Christian Right Secession Fantasy

A Saturday ago at the annual conference of the Faith and Freedom Coalition, Louisiana Gov. Bobby Jindal accused President Obama and other Democrats of waging a war against religious liberty and all but openly threatened a violent revolution, AP reported:

“I can sense right now a rebellion brewing amongst these United States,” Jindal said, “where people are ready for a hostile takeover of Washington, D.C., to preserve the American Dream for our children and grandchildren.”

Of course, Jindal’s speech didn’t come out of nowhere. Jindal is notorious as a weather vane, not a leader. So this is a clear sign of the need to take threats of right-wing violence seriously — and to look to its justifications as formulated on the Christian right.

As the latest wave of theocratic violence continues to play out in Iraq, it must feel exotic for most Americans, for whom theocratic violence is something that happens elsewhere. Yet, the idea of such violence coming to America — something Jindal is apparently eager for — is hardly far-fetched. Violence against abortion providers has been with us for decades, after all, and as Jindal’s pandering suggests, there could well be much worse to come, according to a new article from Political Research Associates, “Rumblings of Theocratic Violence,” by Frederick Clarkson, author of ”Eternal Hostility: the Struggle Between Theocracy and Democracy,” and co-founder of Talk2Actionorg. While violent rhetoric is nothing new on the Christian right, Clarkson observes, there are reasons to take such rhetoric more seriously than ever before. Above all, some of those most dedicated to the idea of America as a Christian nation are beginning to lose faith in their inevitable success.

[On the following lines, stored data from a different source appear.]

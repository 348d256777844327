use crate::role::{Role, RoleSnapshot};
use std::sync::atomic::{AtomicBool, Ordering};
use std::sync::RwLock;
use tokio::sync::watch;

/// NodeState holds the role and alone flag that the store consults on every request and the role
/// state machine rewrites on every identification pass. Every change is published to
/// `RoleListener`s.
pub(crate) struct NodeState {
    role: RwLock<Role>,
    alone: AtomicBool,
    notifier: watch::Sender<RoleSnapshot>,
    // Keeps the channel open even when no external listener exists.
    _listener: watch::Receiver<RoleSnapshot>,
}

impl NodeState {
    pub(crate) fn new_spare() -> Self {
        let initial = RoleSnapshot {
            role: Role::Spare,
            alone: false,
        };
        let (notifier, listener) = watch::channel(initial);

        NodeState {
            role: RwLock::new(initial.role),
            alone: AtomicBool::new(initial.alone),
            notifier,
            _listener: listener,
        }
    }

    pub(crate) fn role(&self) -> Role {
        *self.role.read().expect("NodeState.role() lock poison")
    }

    pub(crate) fn is_alone(&self) -> bool {
        self.alone.load(Ordering::Acquire)
    }

    pub(crate) fn snapshot(&self) -> RoleSnapshot {
        RoleSnapshot {
            role: self.role(),
            alone: self.is_alone(),
        }
    }

    /// Returns the previous role.
    pub(crate) fn set_role(&self, new_role: Role) -> Role {
        let previous = {
            let mut role = self.role.write().expect("NodeState.set_role() lock poison");
            std::mem::replace(&mut *role, new_role)
        };
        self.publish();
        previous
    }

    /// Returns the previous value of the flag.
    pub(crate) fn set_alone(&self, alone: bool) -> bool {
        let previous = self.alone.swap(alone, Ordering::AcqRel);
        if previous != alone {
            self.publish();
        }
        previous
    }

    pub(crate) fn listener(&self) -> RoleListener {
        RoleListener {
            rcv: self.notifier.subscribe(),
        }
    }

    fn publish(&self) {
        let snapshot = self.snapshot();
        if *self.notifier.borrow() != snapshot {
            let _ = self.notifier.send(snapshot);
        }
    }
}

/// RoleListener observes role changes of a local node. Like any watch channel it doesn't queue
/// intermediate values: several changes between two awaits collapse into the latest one.
#[derive(Clone)]
pub struct RoleListener {
    rcv: watch::Receiver<RoleSnapshot>,
}

impl RoleListener {
    pub fn current(&self) -> RoleSnapshot {
        *self.rcv.borrow()
    }

    /// `next()` waits for the next change and returns the latest snapshot, or `None` once the
    /// node has been dropped.
    pub async fn next(&mut self) -> Option<RoleSnapshot> {
        match self.rcv.changed().await {
            Ok(_) => Some(*self.rcv.borrow()),
            Err(_) => None,
        }
    }

    /// `wait_for()` resolves with the first snapshot (current one included) that satisfies
    /// `predicate`.
    pub async fn wait_for<F>(&mut self, mut predicate: F) -> Option<RoleSnapshot>
    where
        F: FnMut(&RoleSnapshot) -> bool,
    {
        let current = self.current();
        if predicate(&current) {
            return Some(current);
        }
        loop {
            let snapshot = self.next().await?;
            if predicate(&snapshot) {
                return Some(snapshot);
            }
        }
    }
}
use crate::peer::{NodeAddr, PeerConnection, PeerConnector, PeerError};
use crate::store::KeyValueService;
use std::collections::{HashMap, HashSet};
use std::sync::{Arc, Mutex, Weak};

/// LocalNetwork connects storage nodes living in one process without any sockets. Nodes are
/// reachable by address while registered, alive, and not marked down, which lets tests cut a node
/// off exactly when they want to.
#[derive(Clone, Default)]
pub struct LocalNetwork {
    inner: Arc<NetworkInner>,
}

#[derive(Default)]
struct NetworkInner {
    nodes: Mutex<HashMap<NodeAddr, Weak<dyn KeyValueService>>>,
    down: Mutex<HashSet<NodeAddr>>,
}

impl LocalNetwork {
    pub fn new() -> Self {
        LocalNetwork::default()
    }

    pub fn register<S: KeyValueService>(&self, addr: NodeAddr, service: &Arc<S>) {
        let weak: Weak<dyn KeyValueService> = Arc::downgrade(service) as Weak<dyn KeyValueService>;
        self.inner
            .nodes
            .lock()
            .expect("LocalNetwork nodes mutex guard poison")
            .insert(addr.clone(), weak);
        self.set_down(&addr, false);
    }

    /// Marks `addr` (un)reachable. Connections already open to it fail from now on.
    pub fn set_down(&self, addr: &NodeAddr, down: bool) {
        let mut down_set = self.inner.down.lock().expect("LocalNetwork down mutex guard poison");
        if down {
            down_set.insert(addr.clone());
        } else {
            down_set.remove(addr);
        }
    }

    fn service(&self, addr: &NodeAddr) -> Result<Arc<dyn KeyValueService>, PeerError> {
        if self
            .inner
            .down
            .lock()
            .expect("LocalNetwork down mutex guard poison")
            .contains(addr)
        {
            return Err(PeerError::NodeDown(addr.clone()));
        }

        self.inner
            .nodes
            .lock()
            .expect("LocalNetwork nodes mutex guard poison")
            .get(addr)
            .and_then(Weak::upgrade)
            .ok_or_else(|| PeerError::NodeDown(addr.clone()))
    }
}

#[async_trait::async_trait]
impl PeerConnector for LocalNetwork {
    async fn connect(&self, addr: &NodeAddr) -> Result<Box<dyn PeerConnection>, PeerError> {
        self.service(addr).map_err(|_| PeerError::Connect {
            addr: addr.clone(),
            message: "connection refused".to_string(),
        })?;

        Ok(Box::new(LocalConnection {
            addr: addr.clone(),
            network: self.clone(),
        }))
    }
}

struct LocalConnection {
    addr: NodeAddr,
    network: LocalNetwork,
}

#[async_trait::async_trait]
impl PeerConnection for LocalConnection {
    fn addr(&self) -> &NodeAddr {
        &self.addr
    }

    async fn ping(&mut self) -> Result<bool, PeerError> {
        let service = self.network.service(&self.addr)?;
        Ok(service.ping().await)
    }

    async fn forward_request(&mut self, key: String, value: String, sequence: u64) -> Result<(), PeerError> {
        let service = self.network.service(&self.addr)?;
        service.forward_request(key, value, sequence).await;
        Ok(())
    }

    async fn complete_data_transfer(&mut self, target: NodeAddr) -> Result<(), PeerError> {
        let service = self.network.service(&self.addr)?;
        service
            .complete_data_transfer(target)
            .await
            .map(|_| ())
            .map_err(|e| PeerError::RemoteFault(e.to_string()))
    }

    async fn set_map(&mut self, keys: Vec<String>, values: Vec<String>) -> Result<(), PeerError> {
        let service = self.network.service(&self.addr)?;
        service.set_map(keys, values).await;
        Ok(())
    }
}
use crate::peer::NodeAddr;
use crate::role::{Role, RoleActorClient, RoleSnapshot};
use crate::server::RpcServerShutdownHandle;
use crate::store::{ReplicatedStore, RoleListener};
use std::sync::Arc;

/// StorageNode is the handle to a running node. Dropping it stops the role actor and, for a gRPC
/// node, the server.
pub struct StorageNode {
    addr: NodeAddr,
    membership_entry: String,
    store: Arc<ReplicatedStore>,
    role_actor: RoleActorClient,
    server_shutdown: Option<RpcServerShutdownHandle>,
}

impl StorageNode {
    pub(super) fn new(
        addr: NodeAddr,
        membership_entry: String,
        store: Arc<ReplicatedStore>,
        role_actor: RoleActorClient,
        server_shutdown: Option<RpcServerShutdownHandle>,
    ) -> Self {
        StorageNode {
            addr,
            membership_entry,
            store,
            role_actor,
            server_shutdown,
        }
    }

    pub fn addr(&self) -> &NodeAddr {
        &self.addr
    }

    /// Name of this node's ephemeral entry under the membership root, e.g. `znode0000000003`.
    pub fn membership_entry(&self) -> &str {
        &self.membership_entry
    }

    pub fn role(&self) -> Role {
        self.store.role()
    }

    pub fn is_alone(&self) -> bool {
        self.store.is_alone()
    }

    pub fn role_snapshot(&self) -> RoleSnapshot {
        self.store.role_snapshot()
    }

    pub fn role_listener(&self) -> RoleListener {
        self.store.role_listener()
    }

    /// Direct access to the node's local key/value service, bypassing the network.
    pub fn store(&self) -> &Arc<ReplicatedStore> {
        &self.store
    }

    /// Forces an identification pass outside of membership notifications.
    pub async fn identify(&self) -> Option<RoleSnapshot> {
        self.role_actor.identify().await
    }

    /// Stops serving RPCs and identifying. The membership entry goes away with the coordination
    /// session, which the caller owns.
    pub fn shutdown(self) {
        if let Some(handle) = self.server_shutdown {
            handle.shutdown();
        }
    }
}
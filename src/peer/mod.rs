mod addr;
mod connection;
mod grpc_client;
mod local;
mod probe;

pub use addr::NodeAddr;
pub use addr::ParseNodeAddrError;
pub use connection::PeerConnection;
pub use connection::PeerConnector;
pub use connection::PeerError;
pub use grpc_client::GrpcPeerConnector;
pub use grpc_client::KvRpcClient;
pub use local::LocalNetwork;
pub use probe::ProbeOutcome;

pub(crate) use probe::ProbedPeer;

“[S]omething has changed in recent years,” Clarkson notes, as “disturbing claims are appearing more frequently, more prominently, and in ways that suggest that they are expressions of deeply held beliefs more than provocative political hyperbole.” He also cites “powerful indications in the writings of some Christian right leaders that elements of their movement have lost confidence in the bright political vision of the United States as the once and future Christian Nation — and that they are desperately seeking alternatives.”